### EXERCISE REQUIREMENTS
Under this task are some entries; return every one of them exactly.

### SUPPLIED DATA
//! Receiving and reconciliation of partial deliveries.
//!
//! A delivery carries one entry per line item. Each entry is its own unit of
//! work: it is fully validated, its units are registered all-or-nothing, and
//! only then is it folded into the line. Other entries of the same delivery
//! are unaffected by a rejected one.

use std::collections::HashSet;

use serde::{Deserialize, Serialize};

use assetflow_core::{Entity, Outcome, Stamp, Workflow};
use assetflow_inventory::{Catalog, InstanceRegistry, NewInstance, RegistryError, SerialUnitSequence};

use crate::line_item::{ItemRef, LineItemId};
use crate::request::{ProcurementAction, ProcurementRequest, ProcurementStatus};

#[derive(Debug, Clone, PartialEq, Eq, Serialize, Deserialize)]
pub struct LineDelivery {
    pub line: LineItemId,
    pub quantity: u64,
    /// Optional manufacturer serials; if given, exactly one per unit.
    #[serde(default)]
    pub serial_numbers: Vec<String>,
}

/// One shipment received against a request.
#[derive(Debug, Clone, PartialEq, Eq, Serialize, Deserialize)]
pub struct Delivery {
    /// Leading and trailing whitespace is dropped before the invoice is
    /// fixed or compared; the rest must match exactly, case included.
    pub invoice_number: String,
    pub lines: Vec<LineDelivery>,
}

#[derive(Debug, Clone, PartialEq, Eq, Serialize, Deserialize)]
pub struct LineReceipt {
    pub line: LineItemId,
    pub outcome: Outcome,
}

/// Aggregated result of one delivery.
#[derive(Debug, Clone, PartialEq, Eq, Serialize, Deserialize)]
pub struct ReceiptReport {
    /// Applied when at least one line entry was accepted.
    pub outcome: Outcome,
    pub lines: Vec<LineReceipt>,
}

impl ReceiptReport {
    pub fn rejected(reason: impl Into<String>) -> Self {
        Self {
            outcome: Outcome::rejected(reason),
            lines: Vec::new(),
        }
    }

    pub fn accepted(&self) -> usize {
        self.lines.iter().filter(|l| l.outcome.is_applied()).count()
    }

    /// Per-line messages in delivery order.
    pub fn messages(&self) -> Vec<&str> {
        self.lines.iter().map(|l| l.outcome.message()).collect()
    }
}

/// Fold one delivery into `request`.
///
/// The invoice number is fixed by the first accepted delivery; any later
/// delivery must repeat it. The request moves to `received` on the first
/// accepted entry.
pub fn receive_delivery(
    request: &mut ProcurementRequest,
    delivery: &Delivery,
    catalog: &Catalog,
    registry: &mut InstanceRegistry,
    sequence: &mut SerialUnitSequence,
    stamp: Stamp,
) -> ReceiptReport {
    if let Err(rejection) = request.guard(ProcurementAction::Receive) {
        return ReceiptReport::rejected(rejection.reason());
    }

    let invoice = delivery.invoice_number.trim();
    if invoice.is_empty() {
        return ReceiptReport::rejected("an invoice number is required");
    }
    if let Some(fixed) = request.invoice_number() {
        if fixed != invoice {
            return ReceiptReport::rejected(format!(
                "invoice number mismatch: request #{} is bound to invoice {fixed}, got {invoice}",
                request.id()
            ));
        }
    }
    if delivery.lines.is_empty() {
        return ReceiptReport::rejected("the delivery contains no line items");
    }

    let lines: Vec<LineReceipt> = delivery
        .lines
        .iter()
        .map(|entry| LineReceipt {
            line: entry.line,
            outcome: receive_line(request, entry, invoice, catalog, registry, sequence, stamp),
        })
        .collect();

    let accepted = lines.iter().filter(|l| l.outcome.is_applied()).count();
    if accepted == 0 {
        let reasons: Vec<&str> = lines.iter().map(|l| l.outcome.message()).collect();
        return ReceiptReport {
            outcome: Outcome::rejected(reasons.join("; ")),
            lines,
        };
    }

    request.fix_invoice(invoice);
    let was_approved = request.status() == ProcurementStatus::Approved;
    if let Err(err) = request.mark_received(stamp) {
        return ReceiptReport {
            outcome: Outcome::rejected(err.to_string()),
            lines,
        };
    }

    let mut summary = format!(
        "received {accepted} of {} line deliveries under invoice {invoice}; {} of {} units received",
        lines.len(),
        request.total_received(),
        request.total_requested()
    );
    if was_approved {
        summary.push_str("; request marked received");
    }
    ReceiptReport {
        outcome: Outcome::applied(summary),
        lines,
    }
}

fn receive_line(
    request: &mut ProcurementRequest,
    entry: &LineDelivery,
    invoice: &str,
    catalog: &Catalog,
    registry: &mut InstanceRegistry,
    sequence: &mut SerialUnitSequence,
    stamp: Stamp,
) -> Outcome {
    let request_id = request.id();
    let Some(line) = request.line_mut(entry.line) else {
        return Outcome::rejected(format!("line {}: not found on this request", entry.line));
    };
    let id = line.id();

    if entry.quantity == 0 {
        return Outcome::rejected(format!("line {id}: delivered quantity must be positive"));
    }
    if entry.quantity > line.remaining() {
        return Outcome::rejected(format!(
            "line {id}: cannot receive {} units; {} of {} already received, {} remaining",
            entry.quantity,
            line.received_quantity(),
            line.requested_quantity(),
            line.remaining()
        ));
    }

    let serials: Vec<String> = entry
        .serial_numbers
        .iter()
        .map(|s| s.trim())
        .filter(|s| !s.is_empty())
        .map(str::to_string)
        .collect();

    let catalog_item = line.item().catalog_item();
    let requires_serial = match line.item() {
        ItemRef::Catalog(item) => catalog.get(*item).is_some_and(|i| i.requires_serial()),
        ItemRef::Pending(descriptor) => descriptor.requires_serial,
    };

    if serials.is_empty() && requires_serial {
        return Outcome::rejected(format!(
            "line {id}: serial numbers are required for this item ({} expected)",
            entry.quantity
        ));
    }
    if !serials.is_empty() && serials.len() as u64 != entry.quantity {
        return Outcome::rejected(format!(
            "line {id}: {} serial numbers supplied for {} units",
            serials.len(),
            entry.quantity
        ));
    }
    let mut seen = HashSet::new();
    if let Some(dup) = serials.iter().find(|s| !seen.insert(s.as_str())) {
        return Outcome::rejected(format!(
            "line {id}: serial number {dup} appears more than once in this delivery"
        ));
    }

    // Draw codes from a copy; the shared sequence only advances on success.
    let mut draft = sequence.clone();
    let units = draft.take(entry.quantity as usize, stamp.at);

    let batch: Vec<NewInstance> = units
        .iter()
        .enumerate()
        .map(|(i, unit)| NewInstance {
            serial_number: serials.get(i).cloned(),
            serial_unit: unit.clone(),
            catalog_item,
        })
        .collect();

    let note = format!("received on request #{} invoice {invoice}", request_id);
    if let Err(err) = registry.register_batch(batch, stamp, &note) {
        return match err {
            RegistryError::DuplicateSerial(serial) => Outcome::rejected(format!(
                "line {id}: serial number {serial} already exists; line delivery rejected"
            )),
            RegistryError::DuplicateSerialUnit(code) => Outcome::rejected(format!(
                "line {id}: serial unit {code} already exists; line delivery rejected"
            )),
            other => Outcome::rejected(format!("line {id}: {other}")),
        };
    }
    *sequence = draft;

    let received = line
        .record_delivery(invoice, serials, units, stamp.actor, stamp.at)
        .cumulative_total;
    Outcome::applied(format!(
        "line {id}: received {} units ({received} of {} received, {} remaining)",
        entry.quantity,
        line.requested_quantity(),
        line.remaining()
    ))
}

### OUTPUT OF THE EXERCISE
//! Receiving and reconciliation of partial deliveries.
//!
//! A delivery carries one entry per line item. Each entry is its own unit of
//! work: it is fully validated, its units are registered all-or-nothing, and
//! only then is it folded into the line. Other entries of the same delivery
//! are unaffected by a rejected one.

use std::collections::HashSet;

use serde::{Deserialize, Serialize};

use assetflow_core::{Entity, Outcome, Stamp, Workflow};
use assetflow_inventory::{Catalog, InstanceRegistry, NewInstance, RegistryError, SerialUnitSequence};

use crate::line_item::{ItemRef, LineItemId};
use crate::request::{ProcurementAction, ProcurementRequest, ProcurementStatus};

#[derive(Debug, Clone, PartialEq, Eq, Serialize, Deserialize)]
pub struct LineDelivery {
    pub line: LineItemId,
    pub quantity: u64,
    /// Optional manufacturer serials; if given, exactly one per unit.
    #[serde(default)]
    pub serial_numbers: Vec<String>,
}

/// One shipment received against a request.
#[derive(Debug, Clone, PartialEq, Eq, Serialize, Deserialize)]
pub struct Delivery {
    /// Leading and trailing whitespace is dropped before the invoice is
    /// fixed or compared; the rest must match exactly, case included.
    pub invoice_number: String,
    pub lines: Vec<LineDelivery>,
}

#[derive(Debug, Clone, PartialEq, Eq, Serialize, Deserialize)]
pub struct LineReceipt {
    pub line: LineItemId,
    pub outcome: Outcome,
}

/// Aggregated result of one delivery.
#[derive(Debug, Clone, PartialEq, Eq, Serialize, Deserialize)]
pub struct ReceiptReport {
    /// Applied when at least one line entry was accepted.
    pub outcome: Outcome,
    pub lines: Vec<LineReceipt>,
}

impl ReceiptReport {
    pub fn rejected(reason: impl Into<String>) -> Self {
        Self {
            outcome: Outcome::rejected(reason),
            lines: Vec::new(),
        }
    }

    pub fn accepted(&self) -> usize {
        self.lines.iter().filter(|l| l.outcome.is_applied()).count()
    }

    /// Per-line messages in delivery order.
    pub fn messages(&self) -> Vec<&str> {
        self.lines.iter().map(|l| l.outcome.message()).collect()
    }
}

/// Fold one delivery into `request`.
///
/// The invoice number is fixed by the first accepted delivery; any later
/// delivery must repeat it. The request moves to `received` on the first
/// accepted entry.
pub fn receive_delivery(
    request: &mut ProcurementRequest,
    delivery: &Delivery,
    catalog: &Catalog,
    registry: &mut InstanceRegistry,
    sequence: &mut SerialUnitSequence,
    stamp: Stamp,
) -> ReceiptReport {
    if let Err(rejection) = request.guard(ProcurementAction::Receive) {
        return ReceiptReport::rejected(rejection.reason());
    }

    let invoice = delivery.invoice_number.trim();
    if invoice.is_empty() {
        return ReceiptReport::rejected("an invoice number is required");
    }
    if let Some(fixed) = request.invoice_number() {
        if fixed != invoice {
            return ReceiptReport::rejected(format!(
                "invoice number mismatch: request #{} is bound to invoice {fixed}, got {invoice}",
                request.id()
            ));
        }
    }
    if delivery.lines.is_empty() {
        return ReceiptReport::rejected("the delivery contains no line items");
    }

    let lines: Vec<LineReceipt> = delivery
        .lines
        .iter()
        .map(|entry| LineReceipt {
            line: entry.line,
            outcome: receive_line(request, entry, invoice, catalog, registry, sequence, stamp),
        })
        .collect();

    let accepted = lines.iter().filter(|l| l.outcome.is_applied()).count();
    if accepted == 0 {
        let reasons: Vec<&str> = lines.iter().map(|l| l.outcome.message()).collect();
        return ReceiptReport {
            outcome: Outcome::rejected(reasons.join("; ")),
            lines,
        };
    }

    request.fix_invoice(invoice);
    let was_approved = request.status() == ProcurementStatus::Approved;
    if let Err(err) = request.mark_received(stamp) {
        return ReceiptReport {
            outcome: Outcome::rejected(err.to_string()),
            lines,
        };
    }

    let mut summary = format!(
        "received {accepted} of {} line deliveries under invoice {invoice}; {} of {} units received",
        lines.len(),
        request.total_received(),
        request.total_requested()
    );
    if was_approved {
        summary.push_str("; request marked received");
    }
    ReceiptReport {
        outcome: Outcome::applied(summary),
        lines,
    }
}

fn receive_line(
    request: &mut ProcurementRequest,
    entry: &LineDelivery,
    invoice: &str,
    catalog: &Catalog,
    registry: &mut InstanceRegistry,
    sequence: &mut SerialUnitSequence,
    stamp: Stamp,
) -> Outcome {
    let request_id = request.id();
    let Some(line) = request.line_mut(entry.line) else {
        return Outcome::rejected(format!("line {}: not found on this request", entry.line));
    };
    let id = line.id();

    if entry.quantity == 0 {
        return Outcome::rejected(format!("line {id}: delivered quantity must be positive"));
    }
    if entry.quantity > line.remaining() {
        return Outcome::rejected(format!(
            "line {id}: cannot receive {} units; {} of {} already received, {} remaining",
            entry.quantity,
            line.received_quantity(),
            line.requested_quantity(),
            line.remaining()
        ));
    }

    let serials: Vec<String> = entry
        .serial_numbers
        .iter()
        .map(|s| s.trim())
        .filter(|s| !s.is_empty())
        .map(str::to_string)
        .collect();

    let catalog_item = line.item().catalog_item();
    let requires_serial = match line.item() {
        ItemRef::Catalog(item) => catalog.get(*item).is_some_and(|i| i.requires_serial()),
        ItemRef::Pending(descriptor) => descriptor.requires_serial,
    };

    if serials.is_empty() && requires_serial {
        return Outcome::rejected(format!(
            "line {id}: serial numbers are required for this item ({} expected)",
            entry.quantity
        ));
    }
    if !serials.is_empty() && serials.len() as u64 != entry.quantity {
        return Outcome::rejected(format!(
            "line {id}: {} serial numbers supplied for {} units",
            serials.len(),
            entry.quantity
        ));
    }
    let mut seen = HashSet::new();
    if let Some(dup) = serials.iter().find(|s| !seen.insert(s.as_str())) {
        return Outcome::rejected(format!(
            "line {id}: serial number {dup} appears more than once in this delivery"
        ));
    }

    // Draw codes from a copy; the shared sequence only advances on success.
    let mut draft = sequence.clone();
    let units = draft.take(entry.quantity as usize, stamp.at);

    let batch: Vec<NewInstance> = units
        .iter()
        .enumerate()
        .map(|(i, unit)| NewInstance {
            serial_number: serials.get(i).cloned(),
            serial_unit: unit.clone(),
            catalog_item,
        })
        .collect();

    let note = format!("received on request #{} invoice {invoice}", request_id);
    if let Err(err) = registry.register_batch(batch, stamp, &note) {
        return match err {
            RegistryError::DuplicateSerial(serial) => Outcome::rejected(format!(
                "line {id}: serial number {serial} already exists; line delivery rejected"
            )),
            RegistryError::DuplicateSerialUnit(code) => Outcome::rejected(format!(
                "line {id}: serial unit {code} already exists; line delivery rejected"
            )),
            other => Outcome::rejected(format!("line {id}: {other}")),
        };
    }
    *sequence = draft;

    let received = line
        .record_delivery(invoice, serials, units, stamp.actor, stamp.at)
        .cumulative_total;
    Outcome::applied(format!(
        "line {id}: received {} units ({received} of {} received, {} remaining)",
        entry.quantity,
        line.requested_quantity(),
        line.remaining()
    ))
}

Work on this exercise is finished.